Support for the idea that these pores are open comes from comparison of the apo/LC and apo/AM structures with two recently obtained HCN1 structures, where the opening of the pore was attempted either by forcing S4 into the hyperpolarization-activated position through chemical linkage or by introducing a point mutation generating a constitutively open channel (Lee and MacKinnon, 2019). Although neither modification yielded an HCN1 open pore structure, an overlay of the respective TM regions shows that such approaches led to similar displacements of the S5 helix compared with the lipid-free HCN4 structures (Figures S15A–S15D). Of note, even the smaller displacement observed in the case of apo/LC (orange, Figure S15A) allows S6 rotation and widening at the bundle crossing, yielding the same pore conformation as apo/AM (Figures 4F and 4G) where the S5 displacements are larger.

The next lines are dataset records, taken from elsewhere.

//! pagewatch CLI
//!
//! Batch entry point, intended to be invoked by an external scheduler
//! (cron, CI). One `run` invocation performs one complete watch cycle.

use std::path::PathBuf;

use clap::{Parser, Subcommand};
use pagewatch::{
    config::{Config, NotifyMode},
    error::Result,
    models::WatchSource,
    notify::{self, SmtpMailer},
    pipeline,
    services::SubscriptionResolver,
    storage::StateStore,
};

/// pagewatch - announcement page watcher
#[derive(Parser, Debug)]
#[command(
    name = "pagewatch",
    version,
    about = "Watches announcement pages for changes and emails subscribers"
)]
struct Cli {
    /// Path to the configuration file
    #[arg(short, long, default_value = "data/config.toml")]
    config: PathBuf,

    /// Enable verbose logging
    #[arg(short, long)]
    verbose: bool,

    #[command(subcommand)]
    command: Command,
}

#[derive(Subcommand, Debug)]
enum Command {
    /// Run one watch cycle: fetch, detect, persist, notify
    Run {
        /// Build notifications but do not send them
        #[arg(long)]
        dry_run: bool,
    },

    /// Validate configuration, source list and subscriptions
    Validate,

    /// Show a summary of the persisted state
    Info,
}

/// Initialize logging based on verbosity flag.
fn init_logging(verbose: bool) {
    let level = if verbose { "debug" } else { "info" };
    env_logger::Builder::from_env(env_logger::Env::default().default_filter_or(level))
        .format_timestamp_secs()
        .init();
}

/// Main entry point for the CLI application.
#[tokio::main]
async fn main() -> Result<()> {
    let cli = Cli::parse();
    init_logging(cli.verbose);

    let config = Config::load_or_default(&cli.config);

    match cli.command {
        Command::Run { dry_run } => {
            config.validate()?;

            let mut output = pipeline::execute(&config).await?;

            if dry_run {
                log::info!(
                    "Dry run: {} message(s) built, none sent",
                    output.messages.len()
                );
                for message in &output.messages {
                    log::debug!("Would send to {}: {}", message.to, message.subject);
                }
            } else if !output.messages.is_empty() {
                // Credentials are only required once a send is actually due.
                let mailer = SmtpMailer::from_config(&config.smtp)?;
                notify::dispatch(&mailer, &output.messages, &mut output.report).await;
            }

            output.report.log_summary();
        }

        Command::Validate => {
            log::info!("Validating configuration from {}", cli.config.display());
            config.validate()?;
            log::info!("✓ Config OK");

            let sources = WatchSource::load_all(&config.paths.sources_file)?;
            log::info!(
                "✓ Source list OK ({} source(s) in {})",
                sources.len(),
                config.paths.sources_file
            );

            if config.notify.mode == NotifyMode::PerSubscriber {
                let map = SubscriptionResolver::load(&config.paths.subscriptions_file)?.resolve();
                let recipients: usize = map.values().map(|set| set.len()).sum();
                log::info!(
                    "✓ Subscriptions OK ({} label(s), {} recipient entries)",
                    map.len(),
                    recipients
                );
            }

            log::info!("All validations passed!");
        }

        Command::Info => {
            let store = StateStore::load(&config.paths.state_file).await?;
            if store.is_empty() {
                log::info!("No persisted state yet at {}", config.paths.state_file);
                return Ok(());
            }

            let with_fingerprint = store
                .records()
                .values()
                .filter(|r| r.fingerprint.is_some())
                .count();
            let with_error = store
                .records()
                .values()
                .filter(|r| r.last_error.is_some())
                .count();
            let last_checked = store.records().values().map(|r| r.last_checked_at).max();

            log::info!("State file: {}", config.paths.state_file);
            log::info!(
                "{} record(s), {} with fingerprints, {} with errors",
                store.len(),
                with_fingerprint,
                with_error
            );
            if let Some(ts) = last_checked {
                log::info!("Most recent check: {}", ts.format("%Y-%m-%d %H:%M:%S UTC"));
            }
        }
    }

    Ok(())
}
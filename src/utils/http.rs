// src/utils/http.rs

//! HTTP client utilities.

use std::time::Duration;

use reqwest::header::{self, HeaderMap, HeaderValue};

use crate::config::FetcherConfig;
use crate::error::{AppError, Result};

/// Create a configured asynchronous HTTP client.
///
/// One client per run, passed explicitly to the fetcher; connections are
/// reused across all sources within the run.
pub fn create_client(config: &FetcherConfig) -> Result<reqwest::Client> {
    let mut headers = HeaderMap::new();
    headers.insert(
        header::ACCEPT_LANGUAGE,
        HeaderValue::from_str(&config.accept_language)
            .map_err(|e| AppError::config(format!("invalid fetcher.accept_language: {e}")))?,
    );
    headers.insert(header::CACHE_CONTROL, HeaderValue::from_static("no-cache"));
    headers.insert(header::PRAGMA, HeaderValue::from_static("no-cache"));

    let client = reqwest::Client::builder()
        .user_agent(&config.user_agent)
        .default_headers(headers)
        .timeout(Duration::from_secs(config.timeout_secs))
        .build()?;
    Ok(client)
}
//! Utility functions and helpers.

pub mod http;

use url::Url;

/// Extract the host from a URL string, for compact display in mail bodies.
pub fn get_domain(url_str: &str) -> Option<String> {
    Url::parse(url_str)
        .ok()
        .and_then(|u| u.host_str().map(|s| s.to_string()))
}
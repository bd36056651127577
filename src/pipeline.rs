use std::collections::{HashMap, HashSet, VecDeque};

use anyhow::Result;

use tracing::{debug, info, warn};

use crate::classify::classify;
use crate::model::ArticleRecord;
use crate::pageviews::PageviewAggregator;
use crate::prediction::PredictionClient;
use crate::provider::{ArticleRevision, ContentProvider, TalkPage};
use crate::rating::AssessmentExtractor;
use crate::tasks::TaskFeatureEngine;

/// Content preloaded for one requested title.
#[derive(Debug, Clone)]
pub struct PreloadedPage {
    pub title: String,
    pub talk: Option<TalkPage>,
    pub revision: Option<ArticleRevision>,
}

pub struct BatchPipeline<'a> {
    provider: &'a dyn ContentProvider,
    assessor: AssessmentExtractor,
    predictor: PredictionClient<'a>,
    pageviews: PageviewAggregator<'a>,
    tasks: TaskFeatureEngine,
    batch_size: usize,
}

impl<'a> BatchPipeline<'a> {
    pub fn new(
        provider: &'a dyn ContentProvider,
        assessor: AssessmentExtractor,
        predictor: PredictionClient<'a>,
        pageviews: PageviewAggregator<'a>,
        tasks: TaskFeatureEngine,
        batch_size: usize,
    ) -> Self {
        Self {
            provider,
            assessor,
            predictor,
            pageviews,
            tasks,
            batch_size: batch_size.max(1),
        }
    }

    pub fn process<I>(&self, titles: I) -> ProcessedRecords<'_, 'a, I::IntoIter>
    where
        I: IntoIterator<Item = String>,
    {
        ProcessedRecords {
            pipeline: self,
            titles: titles.into_iter(),
            buffered: VecDeque::new(),
        }
    }

    fn preload(&self, titles: Vec<String>) -> Vec<PreloadedPage> {
        info!(batch = titles.len(), "preloading batch");

        let talk = fetch_isolating_failures("talk pages", &titles, |chunk| {
            self.provider.talk_pages(chunk)
        });
        let revisions = fetch_isolating_failures("revisions", &titles, |chunk| {
            self.provider.revisions(chunk)
        });

        titles
            .into_iter()
            .map(|title| PreloadedPage {
                talk: talk.get(&title).cloned(),
                revision: revisions.get(&title).cloned(),
                title,
            })
            .collect()
    }

    pub fn assess(&self, mut record: ArticleRecord, page: &PreloadedPage) -> ArticleRecord {
        record.rating = match &page.talk {
            Some(TalkPage::Text(text)) => self.assessor.extract(text),
            Some(TalkPage::Missing) => {
                debug!(title = %record.title, "talk page missing");
                None
            }
            Some(TalkPage::Redirect) => {
                debug!(title = %record.title, "talk page is a redirect");
                None
            }
            None => None,
        };
        record
    }

    pub fn suggest_tasks(&self, mut record: ArticleRecord, page: &PreloadedPage) -> ArticleRecord {
        if let Some(revision) = &page.revision {
            record.tasks = self.tasks.verdicts_for_text(&revision.text);
        }
        record
    }

    pub fn process_page(&self, page: PreloadedPage) -> ArticleRecord {
        let mut record = ArticleRecord::new(page.title.clone());
        record.revision_id = page.revision.as_ref().map(|revision| revision.revision_id);

        let record = self.assess(record, &page);
        let text = page.revision.as_ref().map(|revision| revision.text.as_str());
        let record = self.predictor.apply(record, text);
        let record = self.pageviews.apply(record);
        let mut record = self.suggest_tasks(record, &page);

        let classification = classify(record.rating.as_ref(), record.prediction.as_ref());
        debug!(
            title = %record.title,
            bucket = classification.bucket.as_str(),
            "classified page"
        );
        record.classification = Some(classification);
        record
    }
}

/// Runs `fetch` over the whole batch; when that fails, retries each distinct title on its own
/// so only the titles that still fail go without content.
fn fetch_isolating_failures<T>(
    what: &str,
    titles: &[String],
    fetch: impl Fn(&[String]) -> Result<HashMap<String, T>>,
) -> HashMap<String, T> {
    let err = match fetch(titles) {
        Ok(found) => return found,
        Err(err) => err,
    };

    if titles.len() < 2 {
        warn!(what, error = %format!("{err:#}"), "fetch failed");
        return HashMap::new();
    }
    warn!(
        what,
        batch = titles.len(),
        error = %format!("{err:#}"),
        "batch fetch failed; fetching titles one at a time"
    );

    let mut seen = HashSet::new();
    let mut found = HashMap::new();
    for title in titles {
        if !seen.insert(title.as_str()) {
            continue;
        }
        match fetch(std::slice::from_ref(title)) {
            Ok(single) => found.extend(single),
            Err(err) => warn!(what, title = %title, error = %format!("{err:#}"), "fetch failed"),
        }
    }
    found
}

/// Pull-based: the next batch is fetched only once every buffered page has been emitted.
pub struct ProcessedRecords<'p, 'a, I> {
    pipeline: &'p BatchPipeline<'a>,
    titles: I,
    buffered: VecDeque<PreloadedPage>,
}

impl<I> Iterator for ProcessedRecords<'_, '_, I>
where
    I: Iterator<Item = String>,
{
    type Item = ArticleRecord;

    fn next(&mut self) -> Option<Self::Item> {
        if self.buffered.is_empty() {
            let batch = self
                .titles
                .by_ref()
                .take(self.pipeline.batch_size)
                .collect::<Vec<String>>();
            if batch.is_empty() {
                return None;
            }
            self.buffered.extend(self.pipeline.preload(batch));
        }

        let page = self.buffered.pop_front()?;
        Some(self.pipeline.process_page(page))
    }
}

Altogether, the above results strongly suggest that S5 displacement from the S4-S5-S6 planar array is conducive to pore opening in HCN channels, and that environmental factors, more specifically the interaction with distinct lipids, influence this process, at least in purified particles.

Molecular dynamics analysis of HCN channel ion conduction and selectivity

To test if the widening of the pore described above is sufficient to allow free passage of water and ions, we performed a series of molecular dynamics (MD) simulations.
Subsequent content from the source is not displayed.